* _Action item_
Transcribe the records that follow, preserving every word.

═════ Input data

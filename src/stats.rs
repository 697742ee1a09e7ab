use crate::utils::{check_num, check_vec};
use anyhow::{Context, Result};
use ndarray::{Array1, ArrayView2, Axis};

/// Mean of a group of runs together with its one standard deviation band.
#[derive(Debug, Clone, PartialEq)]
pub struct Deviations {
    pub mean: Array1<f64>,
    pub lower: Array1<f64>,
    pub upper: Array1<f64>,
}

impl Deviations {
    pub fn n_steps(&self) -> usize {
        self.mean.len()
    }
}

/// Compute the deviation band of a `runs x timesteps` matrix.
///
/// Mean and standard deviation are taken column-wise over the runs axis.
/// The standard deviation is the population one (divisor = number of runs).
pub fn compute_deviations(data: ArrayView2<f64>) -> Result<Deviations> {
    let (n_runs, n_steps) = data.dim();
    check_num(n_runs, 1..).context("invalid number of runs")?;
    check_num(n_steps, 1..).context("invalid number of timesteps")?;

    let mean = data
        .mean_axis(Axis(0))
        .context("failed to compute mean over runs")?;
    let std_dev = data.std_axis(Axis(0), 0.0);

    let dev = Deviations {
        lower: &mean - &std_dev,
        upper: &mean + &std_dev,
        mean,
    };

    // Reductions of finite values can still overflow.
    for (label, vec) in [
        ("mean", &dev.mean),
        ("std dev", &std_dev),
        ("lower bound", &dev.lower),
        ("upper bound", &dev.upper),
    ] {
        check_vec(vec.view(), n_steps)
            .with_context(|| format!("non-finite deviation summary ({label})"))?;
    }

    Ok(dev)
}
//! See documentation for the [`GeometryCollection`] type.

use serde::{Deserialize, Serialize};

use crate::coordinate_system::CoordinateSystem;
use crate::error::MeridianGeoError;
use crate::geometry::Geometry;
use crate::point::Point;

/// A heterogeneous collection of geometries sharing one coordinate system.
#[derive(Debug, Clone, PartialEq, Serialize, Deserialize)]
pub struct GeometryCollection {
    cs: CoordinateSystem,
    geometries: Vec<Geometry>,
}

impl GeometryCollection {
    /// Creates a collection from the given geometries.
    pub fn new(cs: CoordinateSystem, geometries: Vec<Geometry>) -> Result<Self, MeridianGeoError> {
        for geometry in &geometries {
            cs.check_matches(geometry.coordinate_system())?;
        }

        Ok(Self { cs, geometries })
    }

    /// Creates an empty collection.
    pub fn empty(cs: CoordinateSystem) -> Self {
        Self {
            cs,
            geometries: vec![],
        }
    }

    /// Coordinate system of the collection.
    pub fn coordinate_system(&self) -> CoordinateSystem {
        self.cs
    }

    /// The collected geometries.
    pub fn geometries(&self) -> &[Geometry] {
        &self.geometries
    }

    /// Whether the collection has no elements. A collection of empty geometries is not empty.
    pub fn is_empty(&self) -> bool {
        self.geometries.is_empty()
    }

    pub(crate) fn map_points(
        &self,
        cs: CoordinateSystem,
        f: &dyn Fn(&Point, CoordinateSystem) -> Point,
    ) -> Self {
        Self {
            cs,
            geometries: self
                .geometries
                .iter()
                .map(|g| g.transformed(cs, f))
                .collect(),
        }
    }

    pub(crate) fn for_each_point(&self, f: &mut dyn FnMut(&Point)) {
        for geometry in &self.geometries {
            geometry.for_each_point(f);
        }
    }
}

══════════

* _Solution_
filename src/stats.rs
repository 697742ee1a09e7ab
use crate::utils::{check_num, check_vec};
use anyhow::{Context, Result};
use ndarray::{Array1, ArrayView2, Axis};

/// Mean of a group of runs together with its one standard deviation band.
#[derive(Debug, Clone, PartialEq)]
pub struct Deviations {
    pub mean: Array1<f64>,
    pub lower: Array1<f64>,
    pub upper: Array1<f64>,
}

impl Deviations {
    pub fn n_steps(&self) -> usize {
        self.mean.len()
    }
}

/// Compute the deviation band of a `runs x timesteps` matrix.
///
/// Mean and standard deviation are taken column-wise over the runs axis.
/// The standard deviation is the population one (divisor = number of runs).
pub fn compute_deviations(data: ArrayView2<f64>) -> Result<Deviations> {
    let (n_runs, n_steps) = data.dim();
    check_num(n_runs, 1..).context("invalid number of runs")?;
    check_num(n_steps, 1..).context("invalid number of timesteps")?;

    let mean = data
        .mean_axis(Axis(0))
        .context("failed to compute mean over runs")?;
    let std_dev = data.std_axis(Axis(0), 0.0);

    let dev = Deviations {
        lower: &mean - &std_dev,
        upper: &mean + &std_dev,
        mean,
    };

    // Reductions of finite values can still overflow.
    for (label, vec) in [
        ("mean", &dev.mean),
        ("std dev", &std_dev),
        ("lower bound", &dev.lower),
        ("upper bound", &dev.upper),
    ] {
        check_vec(vec.view(), n_steps)
            .with_context(|| format!("non-finite deviation summary ({label})"))?;
    }

    Ok(dev)
}
//! See documentation for the [`GeometryCollection`] type.

use serde::{Deserialize, Serialize};

use crate::coordinate_system::CoordinateSystem;
use crate::error::MeridianGeoError;
use crate::geometry::Geometry;
use crate::point::Point;

/// A heterogeneous collection of geometries sharing one coordinate system.
#[derive(Debug, Clone, PartialEq, Serialize, Deserialize)]
pub struct GeometryCollection {
    cs: CoordinateSystem,
    geometries: Vec<Geometry>,
}

impl GeometryCollection {
    /// Creates a collection from the given geometries.
    pub fn new(cs: CoordinateSystem, geometries: Vec<Geometry>) -> Result<Self, MeridianGeoError> {
        for geometry in &geometries {
            cs.check_matches(geometry.coordinate_system())?;
        }

        Ok(Self { cs, geometries })
    }

    /// Creates an empty collection.
    pub fn empty(cs: CoordinateSystem) -> Self {
        Self {
            cs,
            geometries: vec![],
        }
    }

    /// Coordinate system of the collection.
    pub fn coordinate_system(&self) -> CoordinateSystem {
        self.cs
    }

    /// The collected geometries.
    pub fn geometries(&self) -> &[Geometry] {
        &self.geometries
    }

    /// Whether the collection has no elements. A collection of empty geometries is not empty.
    pub fn is_empty(&self) -> bool {
        self.geometries.is_empty()
    }

    pub(crate) fn map_points(
        &self,
        cs: CoordinateSystem,
        f: &dyn Fn(&Point, CoordinateSystem) -> Point,
    ) -> Self {
        Self {
            cs,
            geometries: self
                .geometries
                .iter()
                .map(|g| g.transformed(cs, f))
                .collect(),
        }
    }

    pub(crate) fn for_each_point(&self, f: &mut dyn FnMut(&Point)) {
        for geometry in &self.geometries {
            geometry.for_each_point(f);
        }
    }
}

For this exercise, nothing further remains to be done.